Arse Elektronika 2007: Performance Abstracts
Meet Airstorm, Annihilator, Antique Intruder, Black Magic, BunnyFucker, Cathedral, Chopper, Crane, Crystal Palace, DominateHer, Double Crane, Double JeTaime, Dragon, Drilldo, Frankenwand,, Fucking Chair, Fucksall, Fuckzilla, Goatmilker, Hammer, Hatchet, Intruder, Intruder mk II, JeTaime, Lick-A-Chick, Lighthouse, Littleguy, Loving Chair, Mini Mite, Monster, Mower, Predator, Priceless, PussyCam, Pussy Wacker, Reactor, Robo-Spanker, Rocker, Scorpion, Snake, SoundFucker, Sybian, Tit Suckers, Toolbox, Trespasser, Twinserter, Vulvulator, Wet Dreams or Woody.
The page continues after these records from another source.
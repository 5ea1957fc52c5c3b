//! Prior-day log file selection
//!
//! Walks the subdirectories of a log set and keeps files that belong to the
//! previous calendar day. Two matching modes exist:
//!
//! - `Structured`: the directory path (relative to the subdirectory) must
//!   contain a component equal to the year and one equal to the month
//!   abbreviation, and the file name's first two-digit `-` token must be the day.
//! - `Substring`: the directory path contains the year and month strings
//!   anywhere, and the file name contains `-DD.` or `-DD-`.

use crate::config::{LogSetConfig, MatchMode};
use crate::utils::dates::PriorDay;
use crate::utils::storage::join_key;
use std::path::{Component, Path, PathBuf};
use tracing::{debug, info, warn};
use walkdir::WalkDir;

/// A selected log file and its destination key
#[derive(Debug, Clone, PartialEq, Eq)]
pub struct LogUpload {
    pub local_path: PathBuf,
    pub key: String,
}

/// Decide whether a file belongs to `day`
///
/// `dir` is the directory holding the file; for structured matching it should
/// be relative to the scanned subdirectory so that parent paths cannot match.
pub fn matches_prior_day(dir: &Path, file_name: &str, day: &PriorDay, mode: MatchMode) -> bool {
    match mode {
        MatchMode::Substring => {
            let dir_str = dir.to_string_lossy();
            if !dir_str.contains(&day.year) || !dir_str.contains(&day.month) {
                return false;
            }
            file_name.contains(&format!("-{}.", day.day))
                || file_name.contains(&format!("-{}-", day.day))
        }
        MatchMode::Structured => {
            let components: Vec<_> = dir
                .components()
                .filter_map(|c| match c {
                    Component::Normal(s) => Some(s.to_string_lossy()),
                    _ => None,
                })
                .collect();

            let has_year = components.iter().any(|c| *c == day.year);
            let has_month = components.iter().any(|c| *c == day.month);
            if !has_year || !has_month {
                return false;
            }

            day_token(file_name) == Some(day.day.as_str())
        }
    }
}

/// First `-`-delimited token of a file name consisting of exactly two digits
fn day_token(file_name: &str) -> Option<&str> {
    file_name
        .split('-')
        .skip(1)
        .map(|segment| segment.split('.').next().unwrap_or(segment))
        .find(|head| head.len() == 2 && head.bytes().all(|b| b.is_ascii_digit()))
}

/// Collect every prior-day file below `root`, sorted by path
pub fn select_prior_day_files(root: &Path, day: &PriorDay, mode: MatchMode) -> Vec<PathBuf> {
    let mut selected = Vec::new();

    for entry in WalkDir::new(root).into_iter() {
        let entry = match entry {
            Ok(e) => e,
            Err(e) => {
                warn!("Skipping unreadable entry under {:?}: {}", root, e);
                continue;
            }
        };

        if !entry.file_type().is_file() {
            continue;
        }

        let path = entry.path();
        let parent = path.parent().unwrap_or(root);
        let dir = match mode {
            MatchMode::Structured => parent.strip_prefix(root).unwrap_or(parent),
            MatchMode::Substring => parent,
        };
        let file_name = entry.file_name().to_string_lossy();

        if matches_prior_day(dir, &file_name, day, mode) {
            debug!("Selected log file: {:?}", path);
            selected.push(path.to_path_buf());
        }
    }

    selected.sort();
    selected
}

/// Scan all subdirectories of a log set and compute destination keys
///
/// Missing subdirectories are logged and skipped.
pub fn scan_log_set(set: &LogSetConfig, day: &PriorDay) -> Vec<LogUpload> {
    let base = crate::config::expand_tilde(&set.base);
    let key_root = crate::config::expand_tilde(set.key_root());
    let mut uploads = Vec::new();

    for subdir in &set.subdirs {
        let local_dir = base.join(subdir);
        if !local_dir.is_dir() {
            warn!("Skipping missing log directory: {:?}", local_dir);
            continue;
        }

        info!("Scanning log directory: {:?}", local_dir);

        for path in select_prior_day_files(&local_dir, day, set.match_mode) {
            let relative = path.strip_prefix(&key_root).unwrap_or(&path);
            let key = join_key(&set.prefix, &relative.to_string_lossy());
            uploads.push(LogUpload {
                local_path: path,
                key,
            });
        }
    }

    uploads
}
The process leading to a female orgasm is a uniquely delicate challenge for both sexes leaving it a mystery to most men and women. Moaning Lisa is an instillation that examines this complex process by simplifying it into an almost game-like state. With Lisa, as in life, there are no instructions on display. This leaves each participant to discover
how Lisa’s true sexual potential is unlocked. Lisa, a busty mannequin, stands idly awaiting interaction. Once a participant is standing in front of her, Lisa will detect their presence using ultrasonic sensors located within her eyes. Immediately she will begin to moan softly enticing the participant to increase their level of interaction. Further interaction can occur by using any one or combination of her 7 sensors located strategically throughout her body.
Porn, Tech And Beyond
Thomas Edlinger will present us with a special DJ set for Arse Elektronika.
Porn Tub Punch: Drinking The Essence Of Technology Away. Pretty Good Performance, Featuring YOU, My Friend.
If you can say that porn is what drives technology to our households again and again, and if you can say further that most porn is simply about "putting sperm" on a female's body in a more or less Jackson Pollock-esque way ... why not try to come to the somewhat wacky but nice and handy conclusion that the very essence of this fucking stupid game can be calculated by a quite arbitrary method of counting porn movies at a randomly chosen video rental store somewhere in this post-free-love-San-Francisco-town. The number of films available there is to be multiplied with the number of cumshots on an average porn DVD (that we found through an empirically correct but gruelling field trial watching a great number of porn movies in fast forward mode). This number again is to be multiplied with the amount of sperm a male body (within the age and health parameters for acting in porn movies) produces, as it is (probably) contained here: www.wikipedia.org. Thus we get a basic unit (liquid) of what people call "technological advance". This unit can then be filled in a bowl, which is then going to be served at the opening party. Of course the bowl will only contain fake sperm just as it is in most of the earlier porn movies because we couldn't "come up" with such an amount of real sperm just by ourselves. Please apologize. But that's your luck, because now you can drink it. And be (probably) sure: We'll (probably) mingle some liquor in it to get you partying (probably) really good. We hope in the end we all will feel a little gender-troubled but proud of gulping down technological advance in this highly concentrated form and maybe you have some real sex with somebody in the end. P.S.: A highly theoretical lecture comes along with it as if this was the serious part of a serious event to be remembered... Cheers!
The Electric Orifice Orchestra
Witness as extravagantly dressed performers use live biofeedback from muscular interior walls of their bodies to create a multi-media interactive show.
See body orifices do amazing things that you never imagined possible!